2018/12/15

GitHub / gh / advent-of-code

You might have heard of the Advent of Code, a 25-day challenge involving a programming puzzle a day, to be solved with the language of your choice. I’ve noted the popularity of this activity in my Twitter timeline but also in my GitHub timeline where I’ve seen the creation of a few advent-of-code or so repositories.

If I were to participate one year, I’d probably use R. Jenny Bryan’s tweet above inspired me to try and gauge the popularity of languages used in the Advent of Code. To do that, in this post, I shall use the search endpoint of GitHub V3 API to identify Advent of Code 2018 repos.

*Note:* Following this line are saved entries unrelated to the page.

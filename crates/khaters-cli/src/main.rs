use std::io::BufRead;
use std::time::Instant;

use anyhow::Context;
use clap::{Parser, Subcommand};
use khaters_core::PredictOptions;
use khaters_model::{DirSource, ModelState};

mod display;

#[derive(Parser)]
#[command(name = "khaters", version, about = "Hate-speech severity classifier")]
struct Cli {
    #[command(subcommand)]
    command: Command,
}

#[derive(Subcommand)]
enum Command {
    /// Classify one or more texts (or stdin lines when no text is given).
    Classify {
        /// Exported model directory, or a base URL with the `http` feature.
        #[arg(long, env = "KHATERS_MODEL", default_value = "./model")]
        model: String,

        /// Emit one JSON object per input instead of the human card.
        #[arg(long)]
        json: bool,

        /// Offensive-head threshold (strict; equality routes past normal).
        #[arg(long, default_value_t = 0.5)]
        off_threshold: f32,

        /// Target gate for the hate branch.
        #[arg(long, default_value_t = 0.45)]
        target_gate: f32,

        /// Threat gate for L2 over L1 (inclusive).
        #[arg(long, default_value_t = 0.45)]
        l2_threat_gate: f32,

        /// Drop the diagnostic block from results.
        #[arg(long)]
        no_debug: bool,

        /// Texts to classify.
        texts: Vec<String>,
    },

    /// Print model metadata and vocabulary statistics.
    Info {
        /// Exported model directory, or a base URL with the `http` feature.
        #[arg(long, env = "KHATERS_MODEL", default_value = "./model")]
        model: String,
    },
}

#[tokio::main]
async fn main() -> anyhow::Result<()> {
    tracing_subscriber::fmt::init();

    match Cli::parse().command {
        Command::Classify {
            model,
            json,
            off_threshold,
            target_gate,
            l2_threat_gate,
            no_debug,
            texts,
        } => {
            let state = load_model(&model).await?;
            let opts = PredictOptions {
                offensive_threshold: off_threshold,
                target_gate,
                l2_threat_gate,
                debug: !no_debug,
            };

            let texts = if texts.is_empty() {
                read_stdin_lines()?
            } else {
                texts
            };

            for text in &texts {
                let prediction = state.predict(text, &opts);
                if json {
                    println!("{}", serde_json::to_string(&prediction)?);
                } else {
                    display::print_prediction_card(text, &prediction);
                }
            }
        }

        Command::Info { model } => {
            let state = load_model(&model).await?;
            let meta = state.meta();
            let (nmin, nmax) = meta.ngram_range();
            println!("dim         {}", meta.dim);
            println!("ngram range {nmin}..={nmax}");
            println!("vocabulary  {} n-grams", state.vocab_len());
            println!("targets     {}", meta.targets.join(", "));
            println!("fine        {}", meta.fine.join(", "));
            println!("labels      {}", meta.labels.join(", "));
        }
    }

    Ok(())
}

/// Load a model from a local directory, or from an HTTP(S) base URL when
/// built with the `http` feature.
async fn load_model(spec: &str) -> anyhow::Result<ModelState> {
    let start = Instant::now();

    #[cfg(feature = "http")]
    let state = if spec.starts_with("http://") || spec.starts_with("https://") {
        ModelState::load(&khaters_model::HttpSource::new(spec.to_string()))
            .await
            .with_context(|| format!("loading model from {spec}"))?
    } else {
        ModelState::load(&DirSource::new(spec))
            .await
            .with_context(|| format!("loading model from {spec}"))?
    };

    #[cfg(not(feature = "http"))]
    let state = ModelState::load(&DirSource::new(spec))
        .await
        .with_context(|| format!("loading model from {spec}"))?;

    tracing::info!(
        elapsed_ms = start.elapsed().as_millis() as u64,
        model = spec,
        "model ready"
    );
    Ok(state)
}

fn read_stdin_lines() -> anyhow::Result<Vec<String>> {
    let stdin = std::io::stdin();
    let mut lines = Vec::new();
    for line in stdin.lock().lines() {
        let line = line.context("reading stdin")?;
        if !line.trim().is_empty() {
            lines.push(line);
        }
    }
    Ok(lines)
}
//! Numerically guarded scoring primitives.
//!
//! Sparse dot products against row-major weight matrices, a clamped
//! logistic, an overflow-safe softmax, and first-max-wins argmax. The
//! sigmoid clamp boundaries (±35) are a hard contract: downstream
//! threshold comparisons are exact, so 1.0 and 0.0 must be returned
//! bit-exactly outside the clamp range.

use khaters_core::SparseVector;

/// Sparse dot product of one weight row against a feature vector, plus bias.
///
/// `w` is row-major with `dim` columns. Cost is proportional to the number
/// of matched n-grams, not to `dim`.
pub fn score_row(w: &[f32], bias: f32, row: usize, dim: usize, x: &SparseVector) -> f32 {
    let base = row * dim;
    let mut sum = bias;
    for (idx, val) in x.iter() {
        sum += w[base + idx as usize] * val;
    }
    sum
}

/// Logistic function, clamped for numerical stability.
///
/// Returns exactly 1.0 above 35 and exactly 0.0 below −35.
pub fn sigmoid(x: f32) -> f32 {
    if x > 35.0 {
        1.0
    } else if x < -35.0 {
        0.0
    } else {
        1.0 / (1.0 + (-x).exp())
    }
}

/// Softmax over a logit slice, shifted by the maximum for overflow safety.
pub fn softmax(logits: &[f32]) -> Vec<f32> {
    let max = logits.iter().copied().fold(f32::NEG_INFINITY, f32::max);
    let mut exps: Vec<f32> = logits.iter().map(|&v| (v - max).exp()).collect();
    let sum: f32 = exps.iter().sum();
    for e in &mut exps {
        *e /= sum;
    }
    exps
}

/// First index attaining the strict maximum; ties resolve to the lowest index.
pub fn argmax(values: &[f32]) -> usize {
    let mut best_i = 0;
    let mut best_v = values[0];
    for (i, &v) in values.iter().enumerate().skip(1) {
        if v > best_v {
            best_v = v;
            best_i = i;
        }
    }
    best_i
}

#[cfg(test)]
mod tests {
    use super::*;

    #[test]
    fn sigmoid_at_zero() {
        assert_eq!(sigmoid(0.0), 0.5);
    }

    #[test]
    fn sigmoid_clamps_exactly() {
        assert_eq!(sigmoid(36.0), 1.0);
        assert_eq!(sigmoid(-36.0), 0.0);
        assert_eq!(sigmoid(35.1), 1.0);
        assert_eq!(sigmoid(-35.1), 0.0);
    }

    #[test]
    fn sigmoid_clamp_boundary_is_exclusive() {
        // At exactly −35 the analytic formula still applies and stays
        // strictly positive. On the +35 side f32 rounding already
        // saturates the formula to 1.0, so both paths agree there.
        assert!(sigmoid(-35.0) > 0.0);
        assert_eq!(sigmoid(35.0), 1.0);
    }

    #[test]
    fn sigmoid_monotone() {
        let xs = [-40.0, -35.0, -10.0, -1.0, 0.0, 1.0, 10.0, 35.0, 40.0];
        for pair in xs.windows(2) {
            assert!(sigmoid(pair[0]) <= sigmoid(pair[1]), "not monotone at {pair:?}");
        }
    }

    #[test]
    fn softmax_sums_to_one() {
        let p = softmax(&[1.0, 2.0, 3.0, 4.0]);
        let sum: f32 = p.iter().sum();
        assert!((sum - 1.0).abs() < 1e-6);
    }

    #[test]
    fn softmax_shift_invariant() {
        let a = softmax(&[1.0, 2.0, 3.0, 4.0]);
        let b = softmax(&[101.0, 102.0, 103.0, 104.0]);
        for (x, y) in a.iter().zip(&b) {
            assert!((x - y).abs() < 1e-6);
        }
    }

    #[test]
    fn softmax_survives_large_logits() {
        let p = softmax(&[1000.0, 999.0, 998.0, 997.0]);
        assert!(p.iter().all(|v| v.is_finite()));
        let sum: f32 = p.iter().sum();
        assert!((sum - 1.0).abs() < 1e-6);
    }

    #[test]
    fn argmax_first_max_wins() {
        assert_eq!(argmax(&[3.0, 5.0, 5.0, 2.0]), 1);
    }

    #[test]
    fn argmax_single_and_last() {
        assert_eq!(argmax(&[7.0]), 0);
        assert_eq!(argmax(&[1.0, 2.0, 9.0]), 2);
    }

    #[test]
    fn score_row_bias_only_on_empty_vector() {
        let w = vec![1.0, 2.0, 3.0, 4.0];
        let x = SparseVector::default();
        assert_eq!(score_row(&w, -0.5, 0, 4, &x), -0.5);
    }

    #[test]
    fn score_row_selects_row() {
        // Two rows of dim 3.
        let w = vec![1.0, 0.0, 0.0, 0.0, 2.0, 0.0];
        let x = SparseVector {
            indices: vec![0, 1],
            values: vec![3.0, 5.0],
        };
        assert_eq!(score_row(&w, 0.0, 0, 3, &x), 3.0);
        assert_eq!(score_row(&w, 0.0, 1, 3, &x), 10.0);
    }

    #[test]
    fn score_row_counts_weighting() {
        let w = vec![0.5, -1.0];
        let x = SparseVector {
            indices: vec![0, 1],
            values: vec![2.0, 1.0],
        };
        assert_eq!(score_row(&w, 1.0, 0, 2, &x), 1.0 + 1.0 - 1.0);
    }
}
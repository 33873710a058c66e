//! Prediction results and the thresholds that steer the decision cascade.

use serde::Serialize;

/// Final categorical verdict produced by the decision cascade.
#[derive(Debug, Clone, Copy, PartialEq, Eq, Serialize)]
pub enum Verdict {
    #[serde(rename = "normal")]
    Normal,
    #[serde(rename = "offensive")]
    Offensive,
    #[serde(rename = "L1_hate")]
    L1Hate,
    #[serde(rename = "L2_hate")]
    L2Hate,
}

impl Verdict {
    pub fn as_str(&self) -> &'static str {
        match self {
            Self::Normal => "normal",
            Self::Offensive => "offensive",
            Self::L1Hate => "L1_hate",
            Self::L2Hate => "L2_hate",
        }
    }
}

/// Thresholds and options for `ModelState::predict`.
///
/// Defaults follow the composite rule the weights were tuned against:
/// offensive 0.5, target gate 0.45, L2 threat gate 0.45, debug on.
#[derive(Debug, Clone, Copy, PartialEq)]
pub struct PredictOptions {
    /// Strict lower bound on `p_off` for the cascade to leave `normal`.
    pub offensive_threshold: f32,
    /// Strict lower bound on `max(p_targets)` for a hate verdict.
    pub target_gate: f32,
    /// Inclusive lower bound on `p_threat` for `L2_hate` over `L1_hate`.
    pub l2_threat_gate: f32,
    /// Populate [`DebugInfo`] on the result.
    pub debug: bool,
}

impl Default for PredictOptions {
    fn default() -> Self {
        Self {
            offensive_threshold: 0.5,
            target_gate: 0.45,
            l2_threat_gate: 0.45,
            debug: true,
        }
    }
}

/// Full per-text prediction: the cascade verdict plus every head's
/// probabilities and the auxiliary 4-class label.
#[derive(Debug, Clone, PartialEq, Serialize)]
pub struct Prediction {
    /// Cascade verdict.
    pub label: Verdict,
    /// Auxiliary direct 4-class classification. Diagnostic only — never
    /// feeds into `label`.
    pub label4: String,
    /// Offensive-head probability.
    pub p_off: f32,
    /// Target-head names, in row order.
    pub targets: Vec<String>,
    /// Per-target probabilities, parallel to `targets`.
    pub p_targets: Vec<f32>,
    /// Fine-category head names, in row order.
    pub fine: Vec<String>,
    /// Per-fine-category probabilities, parallel to `fine`.
    pub p_fine: Vec<f32>,
    #[serde(skip_serializing_if = "Option::is_none")]
    pub debug: Option<DebugInfo>,
}

/// Diagnostic fields populated when [`PredictOptions::debug`] is set.
#[derive(Debug, Clone, PartialEq, Serialize)]
pub struct DebugInfo {
    /// Highest target-head probability.
    pub max_target: f32,
    /// Name of the first target head attaining `max_target`.
    pub top_target: String,
    /// Probability of the fine category named "threat" (0.0 if absent).
    pub p_threat: f32,
    /// Full auxiliary softmax distribution over the 4 labels.
    pub p_label: Vec<f32>,
    /// Number of distinct vocabulary n-grams matched in the input.
    pub token_count: usize,
}
//! Inference runtime for the K-HATERS multi-head linear severity model.
//!
//! Layered strictly Loader → Extractor → Scoring → Composer:
//! [`artifacts`] fetches the exported model files, [`ModelState::load`]
//! joins them into an immutable value, [`vectorize`] turns one text into a
//! sparse bag of character n-grams, [`scoring`] provides the numerically
//! guarded primitives, and [`ModelState::predict`] runs the threshold
//! cascade.

pub mod artifacts;
mod error;
#[cfg(feature = "http")]
mod http;
pub mod scoring;
mod state;
pub mod vectorize;

pub use artifacts::{ArtifactSource, DirSource};
pub use error::LoadError;
#[cfg(feature = "http")]
pub use http::HttpSource;
pub use state::ModelState;
pub use vectorize::vectorize;
use thiserror::Error;

/// Terminal load failure. Either kind aborts the whole load — no partial
/// model state is ever installed.
#[derive(Debug, Error)]
pub enum LoadError {
    /// The artifact could not be retrieved at all.
    #[error("artifact '{name}' unavailable: {source}")]
    Unavailable {
        name: &'static str,
        #[source]
        source: anyhow::Error,
    },

    /// The artifact was retrieved but does not have its expected shape.
    #[error("artifact '{name}' malformed: {reason}")]
    Malformed { name: &'static str, reason: String },
}

impl LoadError {
    /// Name of the offending artifact.
    pub fn artifact(&self) -> &'static str {
        match self {
            Self::Unavailable { name, .. } | Self::Malformed { name, .. } => name,
        }
    }
}
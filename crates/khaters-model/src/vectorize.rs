//! Character n-gram feature extraction.
//!
//! Mirrors the training vectorizer: `analyzer="char"`, `lowercase=True`,
//! exact vocabulary lookup. Windows slide over characters, not bytes —
//! the vocabulary was built from Unicode text (largely Korean), so a
//! 3-gram is three characters regardless of their UTF-8 width.

use std::collections::HashMap;

use khaters_core::SparseVector;

/// Turn one input text into a sparse bag-of-n-grams vector.
///
/// N-grams absent from the vocabulary contribute nothing; known n-grams
/// accumulate raw occurrence counts keyed by their feature index, with
/// overlapping windows of different lengths adding into the same slot when
/// they map to the same index. Counts stay unnormalized — the weights were
/// trained on raw counts. Emission order is unspecified.
///
/// Never fails on text content: empty or all-unknown input yields an empty
/// but valid vector.
pub fn vectorize(
    text: &str,
    vocab: &HashMap<String, u32>,
    ngram_min: usize,
    ngram_max: usize,
) -> SparseVector {
    let lowered = text.to_lowercase();

    // Byte offset of every char boundary, so windows can be cheap &str
    // slices instead of per-window String allocations.
    let mut boundaries: Vec<usize> = lowered.char_indices().map(|(i, _)| i).collect();
    boundaries.push(lowered.len());
    let char_count = boundaries.len() - 1;

    // Phase one: mutable accumulation map keyed by feature index.
    let mut counts: HashMap<u32, u32> = HashMap::new();
    for n in ngram_min..=ngram_max {
        if char_count < n {
            continue;
        }
        for start in 0..=char_count - n {
            let gram = &lowered[boundaries[start]..boundaries[start + n]];
            if let Some(&idx) = vocab.get(gram) {
                *counts.entry(idx).or_insert(0) += 1;
            }
        }
    }

    // Phase two: flatten to immutable parallel arrays for scoring.
    let mut indices = Vec::with_capacity(counts.len());
    let mut values = Vec::with_capacity(counts.len());
    for (idx, count) in counts {
        indices.push(idx);
        values.push(count as f32);
    }

    SparseVector { indices, values }
}

#[cfg(test)]
mod tests {
    use super::*;
    use std::collections::HashSet;

    fn vocab(entries: &[(&str, u32)]) -> HashMap<String, u32> {
        entries.iter().map(|&(s, i)| (s.to_string(), i)).collect()
    }

    #[test]
    fn empty_text_yields_empty_vector() {
        let v = vocab(&[("abc", 0)]);
        let x = vectorize("", &v, 3, 5);
        assert!(x.is_empty());
    }

    #[test]
    fn text_shorter_than_ngram_min_yields_empty_vector() {
        let v = vocab(&[("abc", 0)]);
        let x = vectorize("ab", &v, 3, 5);
        assert!(x.is_empty());
    }

    #[test]
    fn single_trigram_match() {
        let v = vocab(&[("abc", 0)]);
        let x = vectorize("xabcx", &v, 3, 3);
        assert_eq!(x.indices, vec![0]);
        assert_eq!(x.values, vec![1.0]);
    }

    #[test]
    fn unknown_ngrams_dropped_silently() {
        let v = vocab(&[("zzz", 0)]);
        let x = vectorize("hello world", &v, 3, 5);
        assert!(x.is_empty());
    }

    #[test]
    fn repeated_ngram_accumulates() {
        let v = vocab(&[("aba", 0)]);
        // "ababa" contains "aba" at offsets 0 and 2.
        let x = vectorize("ababa", &v, 3, 3);
        assert_eq!(x.indices, vec![0]);
        assert_eq!(x.values, vec![2.0]);
    }

    #[test]
    fn lowercases_before_lookup() {
        let v = vocab(&[("abc", 0)]);
        let x = vectorize("ABC", &v, 3, 3);
        assert_eq!(x.len(), 1);
        assert_eq!(x.values, vec![1.0]);
    }

    #[test]
    fn indices_are_pairwise_distinct() {
        let v = vocab(&[("abc", 0), ("bcd", 1), ("abcd", 2), ("cde", 3)]);
        let x = vectorize("abcdeabcde", &v, 3, 4);
        assert_eq!(x.indices.len(), x.values.len());
        let distinct: HashSet<u32> = x.indices.iter().copied().collect();
        assert_eq!(distinct.len(), x.indices.len());
    }

    #[test]
    fn multiple_window_lengths_contribute() {
        let v = vocab(&[("abc", 0), ("abcd", 1)]);
        let x = vectorize("abcd", &v, 3, 4);
        assert_eq!(x.len(), 2);
        let pairs: HashMap<u32, f32> = x.iter().collect();
        assert_eq!(pairs[&0], 1.0);
        assert_eq!(pairs[&1], 1.0);
    }

    #[test]
    fn windows_slide_over_chars_not_bytes() {
        // Hangul syllables are 3 UTF-8 bytes each; a char 3-gram must span
        // three syllables.
        let v = vocab(&[("안녕하", 0), ("녕하세", 1)]);
        let x = vectorize("안녕하세요", &v, 3, 3);
        assert_eq!(x.len(), 2);
    }

    #[test]
    fn ngram_longer_than_text_skipped() {
        let v = vocab(&[("abc", 0)]);
        // 5-grams are skipped for a 4-char text; 3- and 4-grams still run.
        let x = vectorize("abcx", &v, 3, 5);
        assert_eq!(x.len(), 1);
    }
}
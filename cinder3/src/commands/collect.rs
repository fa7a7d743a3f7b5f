use std::time::Duration;

use cinder3_collector::{Collector, MetricCollector};
use cinder3_types::{MetricNamespace, MetricValue, config::CollectorConfig};
use clap::Parser;
use observability_deps::tracing::{error, info};
use serde::Serialize;
use tokio::time::MissedTickBehavior;

use super::common::{CommonConfig, Format};

#[derive(Debug, thiserror::Error)]
pub(crate) enum Error {
    #[error("failed to build the HTTP client: {0}")]
    HttpClient(#[from] reqwest::Error),

    #[error(transparent)]
    Collector(#[from] cinder3_collector::Error),

    #[error("failed to encode output: {0}")]
    Json(#[from] serde_json::Error),

    #[error("failed to register signal handler: {0}")]
    Signal(#[from] std::io::Error),
}

pub(crate) type Result<T> = std::result::Result<T, Error>;

#[derive(Debug, Parser)]
pub(crate) struct Config {
    #[clap(flatten)]
    pub(crate) common: CommonConfig,

    /// Collect again at this interval until interrupted, e.g. `30s` or `5m`
    ///
    /// Sessions and tenant limits are kept between collections.
    #[clap(
        long = "interval",
        env = "CINDER3_INTERVAL",
        value_parser = humantime::parse_duration
    )]
    interval: Option<Duration>,

    /// Metric namespaces to collect, every available namespace when none are given
    namespaces: Vec<MetricNamespace>,
}

#[derive(Debug, Serialize)]
struct CollectedMetric {
    namespace: String,
    data: i64,
    timestamp: String,
}

pub(crate) async fn command(config: Config) -> Result<()> {
    let collector = config.common.collector()?;
    let collector_config = config.common.openstack.collector_config();
    let format = config.common.format;

    let namespaces = if config.namespaces.is_empty() {
        collector.metric_types(&collector_config).await?
    } else {
        config.namespaces
    };

    let Some(interval) = config.interval else {
        return collect(&collector, &collector_config, &namespaces, format).await;
    };

    info!(
        namespaces = namespaces.len(),
        interval = %humantime::format_duration(interval),
        "collecting until interrupted"
    );
    let mut ticker = tokio::time::interval(interval);
    ticker.set_missed_tick_behavior(MissedTickBehavior::Delay);
    let shutdown = wait_for_signal();
    tokio::pin!(shutdown);

    loop {
        tokio::select! {
            res = &mut shutdown => {
                res?;
                info!("stopped collecting");
                return Ok(());
            }
            _ = ticker.tick() => {
                // a failed cycle is reported and the next one tried
                if let Err(e) = collect(&collector, &collector_config, &namespaces, format).await {
                    error!(%e, "collection failed");
                }
            }
        }
    }
}

async fn collect(
    collector: &Collector,
    config: &CollectorConfig,
    namespaces: &[MetricNamespace],
    format: Format,
) -> Result<()> {
    let values = collector.collect_metrics(config, namespaces).await?;
    for value in values {
        print_value(&value, format)?;
    }
    Ok(())
}

fn print_value(value: &MetricValue, format: Format) -> Result<()> {
    match format {
        Format::Line => println!("{value}"),
        Format::Json => {
            let collected = CollectedMetric {
                namespace: value.namespace.to_string(),
                data: value.data,
                timestamp: value.timestamp.to_rfc3339(),
            };
            println!("{}", serde_json::to_string(&collected)?);
        }
    }
    Ok(())
}

/// Wait for a SIGTERM or SIGINT
#[cfg(unix)]
async fn wait_for_signal() -> std::io::Result<()> {
    use tokio::signal::unix::{SignalKind, signal};

    let mut term = signal(SignalKind::terminate())?;
    let mut int = signal(SignalKind::interrupt())?;

    tokio::select! {
        _ = term.recv() => info!("Received SIGTERM"),
        _ = int.recv() => info!("Received SIGINT"),
    }
    Ok(())
}

/// Wait for a `ctrl+c` on Windows systems
#[cfg(windows)]
async fn wait_for_signal() -> std::io::Result<()> {
    tokio::signal::ctrl_c().await?;
    info!("Received SIGINT");
    Ok(())
}
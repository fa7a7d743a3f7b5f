use std::sync::Arc;

use cinder3_clap_blocks::openstack::OpenStackConfig;
use cinder3_collector::{Collector, provider::OpenStack};
use clap::{Parser, ValueEnum};
use iox_time::SystemProvider;
use trogging::cli::LoggingConfig;

/// Options shared by every command that talks to the cloud
#[derive(Debug, Parser)]
pub(crate) struct CommonConfig {
    #[clap(flatten)]
    pub(crate) openstack: OpenStackConfig,

    #[clap(flatten)]
    pub(crate) logging_config: LoggingConfig,

    /// The format in which to print the output
    #[clap(value_enum, long = "format", default_value = "line")]
    pub(crate) format: Format,
}

#[derive(Debug, Clone, Copy, PartialEq, Eq, ValueEnum)]
pub(crate) enum Format {
    /// One space separated record per line
    Line,
    /// One JSON object per line
    Json,
}

impl CommonConfig {
    /// A collector talking to the configured cloud, with fresh caches
    pub(crate) fn collector(&self) -> Result<Collector, reqwest::Error> {
        let http_client = reqwest::Client::builder()
            .timeout(self.openstack.request_timeout)
            .build()?;
        let provider = OpenStack::new(cinder3_client::Client::with_http_client(http_client));
        Ok(Collector::new(
            Arc::new(provider),
            Arc::new(SystemProvider::new()),
        ))
    }
}
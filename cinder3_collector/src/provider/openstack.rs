use std::{collections::HashMap, sync::Arc};

use anyhow::{Context, anyhow};
use async_trait::async_trait;
use cinder3_client::{ApiVersion, Client, Session};
use cinder3_types::{Limits, Snapshots, Tenant, Volumes, config::Credentials};
use observability_deps::tracing::debug;

use super::{BlockStorage, CloudProvider, ProviderError};

/// [`CloudProvider`] backed by a Keystone v3 identity service and its Cinder endpoints
#[derive(Debug, Clone, Default)]
pub struct OpenStack {
    client: Client,
}

impl OpenStack {
    pub fn new(client: Client) -> Self {
        Self { client }
    }
}

#[async_trait]
impl CloudProvider for OpenStack {
    async fn authenticate(
        &self,
        credentials: &Credentials,
        tenant: &str,
    ) -> Result<Session, ProviderError> {
        let session = self
            .client
            .authenticate(credentials, Some(tenant))
            .await
            .with_context(|| format!("password authentication as '{}'", credentials.user))?;
        Ok(session)
    }

    async fn list_tenants(&self, credentials: &Credentials) -> Result<Vec<Tenant>, ProviderError> {
        Ok(self.client.list_tenants(credentials).await?)
    }

    fn dispatch(&self, session: &Session) -> Result<Arc<dyn BlockStorage>, ProviderError> {
        let version = session.api_version().ok_or_else(|| {
            anyhow!(
                "service catalog offers none of the supported block storage services ({})",
                ApiVersion::PREFERENCE
                    .iter()
                    .map(|v| v.service_type())
                    .collect::<Vec<_>>()
                    .join(", ")
            )
        })?;
        debug!(%version, "selected block storage API");
        Ok(Arc::new(CinderService::new(self.client.clone(), version)))
    }
}

/// [`BlockStorage`] served by one version of the Cinder API
#[derive(Debug, Clone)]
pub struct CinderService {
    client: Client,
    version: ApiVersion,
}

impl CinderService {
    pub fn new(client: Client, version: ApiVersion) -> Self {
        Self { client, version }
    }

    pub fn version(&self) -> ApiVersion {
        self.version
    }
}

#[async_trait]
impl BlockStorage for CinderService {
    async fn volumes(&self, session: &Session) -> Result<HashMap<String, Volumes>, ProviderError> {
        Ok(self.client.volumes(session, self.version).await?)
    }

    async fn snapshots(
        &self,
        session: &Session,
    ) -> Result<HashMap<String, Snapshots>, ProviderError> {
        Ok(self.client.snapshots(session, self.version).await?)
    }

    async fn limits(&self, session: &Session) -> Result<Limits, ProviderError> {
        Ok(self.client.limits(session, self.version).await?)
    }
}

Searching repositories on GitHub

Study design ;-)

GitHub’s V3 API offers a search endpoint, that however gives you less results than doing the same search via the web interface, even when using pagination right (or at least, when believing I use pagination right!). I’m however willing to use that sub-sample as basis for my study of language popularity. It’s actually a sub-sub-sample, since I’m only looking at Advent of code projects published on GitHub.

In order to circumvent the sub-sub-sampling a bit, I’ll do the search in two steps:

Searching for Advent of code 2018 in general among repos, and extracting the language of the repos.
Searching for Advent of code 2018 for each of these languages separately and extracting the total count of hits.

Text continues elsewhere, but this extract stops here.